Vallotton’s life came to a close at the end of 1925. His brother Paul’s daughter Marianne recalled the time:
“...It was the end of of the year 1925 and the weather was grey and gloomy, but in accordance with our old custom, we were getting ready to celebrate Christmas, when on 21 December my father received a letter , whose opening lines I quote:
‘ …My dear Paul, after examining me twice, they have decided to operate. It has been arranged for next Saturday morning the 26th. It would be nice if you could be here, for various reasons…’ “
Félix Vallotton died three days after his operation on December 29th, three days before his sixtieth birthday.
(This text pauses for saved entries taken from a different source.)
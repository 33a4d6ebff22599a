// ABOUTME: Parses the textual delivery-receipt body carried in deliver_sm short_message
// ABOUTME: Positional against the fixed key list to tolerate SMSC formatting quirks

use std::fmt;

use crate::datatypes::Sms;

/// The fixed key sequence of a receipt body (Appendix B):
/// `id:... sub:... dlvrd:... submit date:... done date:... stat:... err:... text:...`
///
/// Extraction is positional against this list rather than free-form so
/// that odd whitespace or a missing field from one SMSC does not shift the
/// remaining values.
const KEYS: [&str; 8] = [
    "id",
    "sub",
    "dlvrd",
    "submit date",
    "done date",
    "stat",
    "err",
    "text",
];

/// Final state keywords used in the `stat` field of a receipt.
#[derive(Clone, Copy, Debug, PartialEq, Eq)]
pub enum ReceiptState {
    Delivered,
    Expired,
    Deleted,
    Undeliverable,
    Accepted,
    Unknown,
    Rejected,
}

impl ReceiptState {
    fn from_keyword(keyword: &str) -> Self {
        match keyword.trim().to_ascii_uppercase().as_str() {
            "DELIVRD" => ReceiptState::Delivered,
            "EXPIRED" => ReceiptState::Expired,
            "DELETED" => ReceiptState::Deleted,
            "UNDELIV" => ReceiptState::Undeliverable,
            "ACCEPTD" => ReceiptState::Accepted,
            "REJECTD" => ReceiptState::Rejected,
            _ => ReceiptState::Unknown,
        }
    }

    pub fn keyword(self) -> &'static str {
        match self {
            ReceiptState::Delivered => "DELIVRD",
            ReceiptState::Expired => "EXPIRED",
            ReceiptState::Deleted => "DELETED",
            ReceiptState::Undeliverable => "UNDELIV",
            ReceiptState::Accepted => "ACCEPTD",
            ReceiptState::Unknown => "UNKNOWN",
            ReceiptState::Rejected => "REJECTD",
        }
    }
}

impl fmt::Display for ReceiptState {
    fn fmt(&self, f: &mut fmt::Formatter<'_>) -> fmt::Result {
        f.write_str(self.keyword())
    }
}

/// A receipt timestamp: `YYMMDDhhmm` or `YYMMDDhhmmss`, no timezone.
#[derive(Clone, Copy, Debug, Default, PartialEq, Eq)]
pub struct ReceiptTime {
    pub year: u8,
    pub month: u8,
    pub day: u8,
    pub hour: u8,
    pub minute: u8,
    pub second: u8,
}

impl ReceiptTime {
    fn parse(value: &str) -> Option<Self> {
        let digits = value.trim();
        if !matches!(digits.len(), 10 | 12) || !digits.bytes().all(|b| b.is_ascii_digit()) {
            return None;
        }
        let pair = |at: usize| {
            let b = digits.as_bytes();
            (b[at] - b'0') * 10 + (b[at + 1] - b'0')
        };
        Some(ReceiptTime {
            year: pair(0),
            month: pair(2),
            day: pair(4),
            hour: pair(6),
            minute: pair(8),
            second: if digits.len() == 12 { pair(10) } else { 0 },
        })
    }
}

/// A delivery receipt: the deliver_sm fields plus the record parsed from
/// the receipt text. Produced by [`crate::datatypes::InboundSms::parse`]
/// whenever the receipt bit of esm_class is set.
#[derive(Clone, Debug, PartialEq, Eq)]
pub struct DeliveryReceipt {
    /// The deliver_sm this receipt arrived in.
    pub sms: Sms,
    /// SMSC message id of the receipted submission.
    pub message_id: String,
    /// Number of short messages originally submitted.
    pub submitted: u16,
    /// Number of short messages delivered.
    pub delivered: u16,
    pub submit_date: Option<ReceiptTime>,
    pub done_date: Option<ReceiptTime>,
    pub state: ReceiptState,
    /// Network-specific error code, 0 when none.
    pub error_code: u32,
    /// First 20 characters of the original message.
    pub text: String,
}

impl DeliveryReceipt {
    /// Parsing is lenient: missing or malformed fields default rather than
    /// fail, since a receipt PDU that reached this point is already known
    /// to be a receipt and dropping it would lose the status entirely.
    pub(crate) fn from_sms(sms: Sms) -> Self {
        let body = String::from_utf8_lossy(sms.content()).into_owned();
        let fields = extract_fields(&body);

        DeliveryReceipt {
            message_id: fields[0].clone(),
            submitted: fields[1].parse().unwrap_or(0),
            delivered: fields[2].parse().unwrap_or(0),
            submit_date: ReceiptTime::parse(&fields[3]),
            done_date: ReceiptTime::parse(&fields[4]),
            state: ReceiptState::from_keyword(&fields[5]),
            error_code: fields[6].parse().unwrap_or(0),
            text: fields[7].clone(),
            sms,
        }
    }
}

/// Walk the key list in order, locating each `key:` from where the
/// previous one matched; a field's value runs up to the start of the next
/// matched key. Keys an SMSC omitted yield empty values without
/// disturbing the rest.
fn extract_fields(body: &str) -> [String; 8] {
    let haystack = body.to_ascii_lowercase();
    let mut positions: Vec<(usize, usize, usize)> = Vec::with_capacity(KEYS.len());

    let mut from = 0;
    for (index, key) in KEYS.iter().enumerate() {
        let pattern = format!("{key}:");
        if let Some(at) = haystack[from..].find(&pattern) {
            let key_start = from + at;
            let value_start = key_start + pattern.len();
            positions.push((index, key_start, value_start));
            from = value_start;
        }
    }

    let mut fields: [String; 8] = Default::default();
    for (slot, &(index, _, value_start)) in positions.iter().enumerate() {
        let value_end = positions
            .get(slot + 1)
            .map(|&(_, next_key_start, _)| next_key_start)
            .unwrap_or(body.len());
        fields[index] = body[value_start..value_end].trim().to_string();
    }
    fields
}

#[cfg(test)]
mod tests {
    use super::*;

    #[test]
    fn extracts_all_fields() {
        let body = "id:msg123 sub:001 dlvrd:001 submit date:2601221200 \
                    done date:2601221201 stat:DELIVRD err:000 text:Test";
        let fields = extract_fields(body);
        assert_eq!(fields[0], "msg123");
        assert_eq!(fields[1], "001");
        assert_eq!(fields[2], "001");
        assert_eq!(fields[3], "2601221200");
        assert_eq!(fields[4], "2601221201");
        assert_eq!(fields[5], "DELIVRD");
        assert_eq!(fields[6], "000");
        assert_eq!(fields[7], "Test");
    }

    #[test]
    fn tolerates_missing_keys_and_extra_whitespace() {
        let body = "id: abc-1  stat:EXPIRED  err:042";
        let fields = extract_fields(body);
        assert_eq!(fields[0], "abc-1");
        assert_eq!(fields[1], "");
        assert_eq!(fields[5], "EXPIRED");
        assert_eq!(fields[6], "042");
        assert_eq!(fields[7], "");
    }

    #[test]
    fn text_keeps_inner_spaces() {
        let body = "id:1 stat:DELIVRD err:0 text:Hello there friend";
        let fields = extract_fields(body);
        assert_eq!(fields[7], "Hello there friend");
    }

    #[test]
    fn receipt_time_both_lengths() {
        assert_eq!(
            ReceiptTime::parse("2601221200"),
            Some(ReceiptTime {
                year: 26,
                month: 1,
                day: 22,
                hour: 12,
                minute: 0,
                second: 0,
            })
        );
        assert_eq!(
            ReceiptTime::parse("260122120034").map(|t| t.second),
            Some(34)
        );
        assert_eq!(ReceiptTime::parse("26012212"), None);
        assert_eq!(ReceiptTime::parse("26012212003x"), None);
    }

    #[test]
    fn state_keywords() {
        assert_eq!(ReceiptState::from_keyword("DELIVRD"), ReceiptState::Delivered);
        assert_eq!(ReceiptState::from_keyword("undeliv"), ReceiptState::Undeliverable);
        assert_eq!(ReceiptState::from_keyword("whatever"), ReceiptState::Unknown);
    }
}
According to Marianne Vallotton his last words to her father, his brother Paul were:
“…Don’t you think this is an amusing way to celebrate the centenary of the death of Jacques-Louis David?…”
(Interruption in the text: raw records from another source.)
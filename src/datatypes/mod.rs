// ABOUTME: Field types and typed PDU models for the SMPP v3.4 subset this ESME speaks

mod address;
mod bind;
mod command_id;
mod command_status;
mod data_coding;
mod datetime;
mod deliver_sm;
mod delivery_receipt;
mod enquire_link;
mod generic_nack;
mod numeric_plan_indicator;
mod query_sm;
mod submit_sm;
mod tlv;
mod type_of_number;
mod unbind;

pub use address::{Address, AddressError, MAX_ALPHANUMERIC_LEN, MAX_NUMERIC_LEN};
pub use bind::{Bind, BindMode, BindResponse, INTERFACE_VERSION};
pub use command_id::{CommandId, RESPONSE_BIT};
pub use command_status::CommandStatus;
pub use data_coding::DataCoding;
pub use datetime::{SmppTime, TimeFormatError};
pub use deliver_sm::{DeliverSmResponse, InboundSms, Sms};
pub use delivery_receipt::{DeliveryReceipt, ReceiptState, ReceiptTime};
pub use enquire_link::{EnquireLink, EnquireLinkResponse};
pub use generic_nack::GenericNack;
pub use numeric_plan_indicator::NumericPlanIndicator;
pub use query_sm::{MessageState, QuerySm, QuerySmResponse};
pub use submit_sm::{SubmitSm, SubmitSmResponse};
pub use tlv::{tags, Tlv};
pub use type_of_number::TypeOfNumber;
pub use unbind::{Unbind, UnbindResponse};

/// esm_class bit marking a deliver_sm as a delivery receipt (Section 5.2.12).
pub const ESM_CLASS_RECEIPT: u8 = 0x04;

/// esm_class bit announcing a User Data Header in short_message (UDHI).
pub const ESM_CLASS_UDHI: u8 = 0x40;
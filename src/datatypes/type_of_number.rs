use num_enum::{FromPrimitive, IntoPrimitive};

/// Type of Number for source and destination addresses (Section 5.2.5).
///
/// Conversion from the wire is total; reserved codes are preserved in
/// [`TypeOfNumber::Reserved`] rather than failing the parse, since inbound
/// deliver_sm PDUs from real SMSCs occasionally carry them.
#[derive(FromPrimitive, IntoPrimitive)]
#[repr(u8)]
#[derive(Clone, Copy, Debug, PartialEq, Eq, Hash)]
pub enum TypeOfNumber {
    Unknown = 0b0000_0000,
    International = 0b0000_0001,
    National = 0b0000_0010,
    NetworkSpecific = 0b0000_0011,
    SubscriberNumber = 0b0000_0100,
    Alphanumeric = 0b0000_0101,
    Abbreviated = 0b0000_0110,
    #[num_enum(catch_all)]
    Reserved(u8),
}

impl Default for TypeOfNumber {
    fn default() -> Self {
        TypeOfNumber::Unknown
    }
}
The French painter died on December 29th 1825.
There were just so many apintings to include but so little time or space to accommodate them. To see more I can recommend the excellent book on the life of Félix Vallotton by Nathalia Brodskaïa entitled Félix Valloton, The Nabi from Switzerland. It was from this biography that I have been able to put together these two blogs on this talented Swiss painter.
Earlier I had mentioned the headline of an essay in The Guardian newspaper written by Julian Barnes. It is said that in a few years time he will be curating an exhibition of Félix Vallotton’s work at the Royal Academy in London and it will certainly be an exhibition not to be missed.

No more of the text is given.